PROBLEM STATEMENT> Pick out the lines below that contain the string "transport" and copy them all.

--------------------

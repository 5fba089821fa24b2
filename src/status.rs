//! Status taxonomy for stream and transport outcomes.

use std::fmt;
use std::io;

/// Canonical RPC status codes, as carried in the `grpc-status` trailer.
#[derive(Debug, Clone, Copy, PartialEq, Eq)]
pub enum Code {
    /// Completed normally.
    Ok = 0,
    /// Call was cancelled, locally or by the peer.
    Cancelled = 1,
    /// Outcome could not be classified.
    Unknown = 2,
    /// Caller supplied a malformed argument.
    InvalidArgument = 3,
    /// Deadline passed before the call finished.
    DeadlineExceeded = 4,
    /// Requested entity does not exist.
    NotFound = 5,
    /// Entity being created already exists.
    AlreadyExists = 6,
    /// Caller may not perform the operation.
    PermissionDenied = 7,
    /// A quota or resource limit was hit.
    ResourceExhausted = 8,
    /// System is not in a state the operation requires.
    FailedPrecondition = 9,
    /// Aborted, typically after a concurrency conflict.
    Aborted = 10,
    /// Argument fell outside the valid range.
    OutOfRange = 11,
    /// Peer does not implement the operation.
    Unimplemented = 12,
    /// Invariant broken inside the transport or the peer.
    Internal = 13,
    /// Service cannot be reached or is shedding load.
    Unavailable = 14,
    /// Data was lost or corrupted beyond recovery.
    DataLoss = 15,
    /// Missing or invalid authentication credentials.
    Unauthenticated = 16,
}

/// Codes in wire order; the index is the `grpc-status` value.
const CODES: [Code; 17] = [
    Code::Ok,
    Code::Cancelled,
    Code::Unknown,
    Code::InvalidArgument,
    Code::DeadlineExceeded,
    Code::NotFound,
    Code::AlreadyExists,
    Code::PermissionDenied,
    Code::ResourceExhausted,
    Code::FailedPrecondition,
    Code::Aborted,
    Code::OutOfRange,
    Code::Unimplemented,
    Code::Internal,
    Code::Unavailable,
    Code::DataLoss,
    Code::Unauthenticated,
];

impl Code {
    /// Decode a `grpc-status` value. Values outside the table collapse to
    /// [`Code::Unknown`].
    pub fn from_u32(value: u32) -> Self {
        CODES
            .get(value as usize)
            .copied()
            .unwrap_or(Code::Unknown)
    }

    /// The numeric `grpc-status` value of this code.
    pub fn as_u32(self) -> u32 {
        self as u32
    }

    /// Whether this code means the call succeeded.
    pub fn is_ok(self) -> bool {
        matches!(self, Code::Ok)
    }

    /// The conventional upper-case name of the code.
    pub fn name(self) -> &'static str {
        match self {
            Code::Ok => "OK",
            Code::Cancelled => "CANCELLED",
            Code::Unknown => "UNKNOWN",
            Code::InvalidArgument => "INVALID_ARGUMENT",
            Code::DeadlineExceeded => "DEADLINE_EXCEEDED",
            Code::NotFound => "NOT_FOUND",
            Code::AlreadyExists => "ALREADY_EXISTS",
            Code::PermissionDenied => "PERMISSION_DENIED",
            Code::ResourceExhausted => "RESOURCE_EXHAUSTED",
            Code::FailedPrecondition => "FAILED_PRECONDITION",
            Code::Aborted => "ABORTED",
            Code::OutOfRange => "OUT_OF_RANGE",
            Code::Unimplemented => "UNIMPLEMENTED",
            Code::Internal => "INTERNAL",
            Code::Unavailable => "UNAVAILABLE",
            Code::DataLoss => "DATA_LOSS",
            Code::Unauthenticated => "UNAUTHENTICATED",
        }
    }
}

impl fmt::Display for Code {
    fn fmt(&self, f: &mut fmt::Formatter<'_>) -> fmt::Result {
        f.write_str(self.name())
    }
}

/// Terminal outcome of a stream or transport operation: a [`Code`] plus an
/// optional human-readable message.
#[derive(Debug, Clone)]
pub struct Status {
    code: Code,
    message: Option<String>,
}

impl Status {
    /// Status with both a code and a message.
    pub fn new(code: Code, message: impl Into<String>) -> Self {
        Self {
            code,
            message: Some(message.into()),
        }
    }

    /// Bare status with no message.
    pub fn from_code(code: Code) -> Self {
        Self {
            code,
            message: None,
        }
    }

    /// The OK status.
    pub fn ok() -> Self {
        Self::from_code(Code::Ok)
    }

    /// CANCELLED with a message.
    pub fn cancelled(message: impl Into<String>) -> Self {
        Self::new(Code::Cancelled, message)
    }

    /// PERMISSION_DENIED with a message.
    pub fn permission_denied(message: impl Into<String>) -> Self {
        Self::new(Code::PermissionDenied, message)
    }

    /// INTERNAL with a message.
    pub fn internal(message: impl Into<String>) -> Self {
        Self::new(Code::Internal, message)
    }

    /// UNAVAILABLE with a message.
    pub fn unavailable(message: impl Into<String>) -> Self {
        Self::new(Code::Unavailable, message)
    }

    /// The machine-readable code.
    pub fn code(&self) -> Code {
        self.code
    }

    /// The message, if one was attached.
    pub fn message(&self) -> Option<&str> {
        self.message.as_deref()
    }

    /// Whether the call succeeded.
    pub fn is_ok(&self) -> bool {
        self.code.is_ok()
    }

    /// Derive a status from an I/O failure cause.
    ///
    /// Connection loss maps to UNAVAILABLE, timeouts to DEADLINE_EXCEEDED,
    /// anything else to INTERNAL.
    pub fn from_io_error(error: &io::Error) -> Self {
        let code = match error.kind() {
            io::ErrorKind::ConnectionReset
            | io::ErrorKind::ConnectionAborted
            | io::ErrorKind::ConnectionRefused
            | io::ErrorKind::BrokenPipe
            | io::ErrorKind::NotConnected
            | io::ErrorKind::UnexpectedEof => Code::Unavailable,
            io::ErrorKind::TimedOut | io::ErrorKind::WouldBlock => Code::DeadlineExceeded,
            _ => Code::Internal,
        };
        Self::new(code, error.to_string())
    }
}

impl fmt::Display for Status {
    fn fmt(&self, f: &mut fmt::Formatter<'_>) -> fmt::Result {
        f.write_str(self.code.name())?;
        if let Some(message) = &self.message {
            write!(f, ": {}", message)?;
        }
        Ok(())
    }
}

impl std::error::Error for Status {}

#[cfg(test)]
mod tests {
    use super::*;

    #[test]
    fn test_code_wire_value_roundtrip() {
        for value in 0..=16 {
            assert_eq!(Code::from_u32(value).as_u32(), value);
        }
    }

    #[test]
    fn test_code_out_of_table_is_unknown() {
        assert_eq!(Code::from_u32(17), Code::Unknown);
        assert_eq!(Code::from_u32(u32::MAX), Code::Unknown);
    }

    #[test]
    fn test_code_is_ok() {
        assert!(Code::Ok.is_ok());
        assert!(!Code::Internal.is_ok());
        assert!(!Code::Cancelled.is_ok());
    }

    #[test]
    fn test_code_names() {
        assert_eq!(Code::Ok.name(), "OK");
        assert_eq!(Code::PermissionDenied.name(), "PERMISSION_DENIED");
        assert_eq!(format!("{}", Code::DeadlineExceeded), "DEADLINE_EXCEEDED");
    }

    #[test]
    fn test_status_ok() {
        let status = Status::ok();
        assert!(status.is_ok());
        assert_eq!(status.code(), Code::Ok);
        assert!(status.message().is_none());
    }

    #[test]
    fn test_status_with_message() {
        let status = Status::cancelled("Cancelled");
        assert!(!status.is_ok());
        assert_eq!(status.code(), Code::Cancelled);
        assert_eq!(status.message(), Some("Cancelled"));
    }

    #[test]
    fn test_status_display() {
        assert_eq!(
            format!("{}", Status::internal("Stream id exhaust")),
            "INTERNAL: Stream id exhaust"
        );
        assert_eq!(format!("{}", Status::ok()), "OK");
    }

    #[test]
    fn test_status_from_io_error_connection_loss() {
        let err = io::Error::new(io::ErrorKind::ConnectionReset, "reset by peer");
        let status = Status::from_io_error(&err);
        assert_eq!(status.code(), Code::Unavailable);
        assert_eq!(status.message(), Some("reset by peer"));
    }

    #[test]
    fn test_status_from_io_error_timeout() {
        let err = io::Error::new(io::ErrorKind::TimedOut, "timed out");
        assert_eq!(Status::from_io_error(&err).code(), Code::DeadlineExceeded);
    }

    #[test]
    fn test_status_from_io_error_other() {
        let err = io::Error::other("boom");
        assert_eq!(Status::from_io_error(&err).code(), Code::Internal);
    }

    #[test]
    fn test_status_is_error() {
        fn assert_error<E: std::error::Error>() {}
        assert_error::<Status>();
    }
}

--------------------

SOLVED PROBLEM>
//! Status taxonomy for stream and transport outcomes.
    /// Invariant broken inside the transport or the peer.
/// Terminal outcome of a stream or transport operation: a [`Code`] plus an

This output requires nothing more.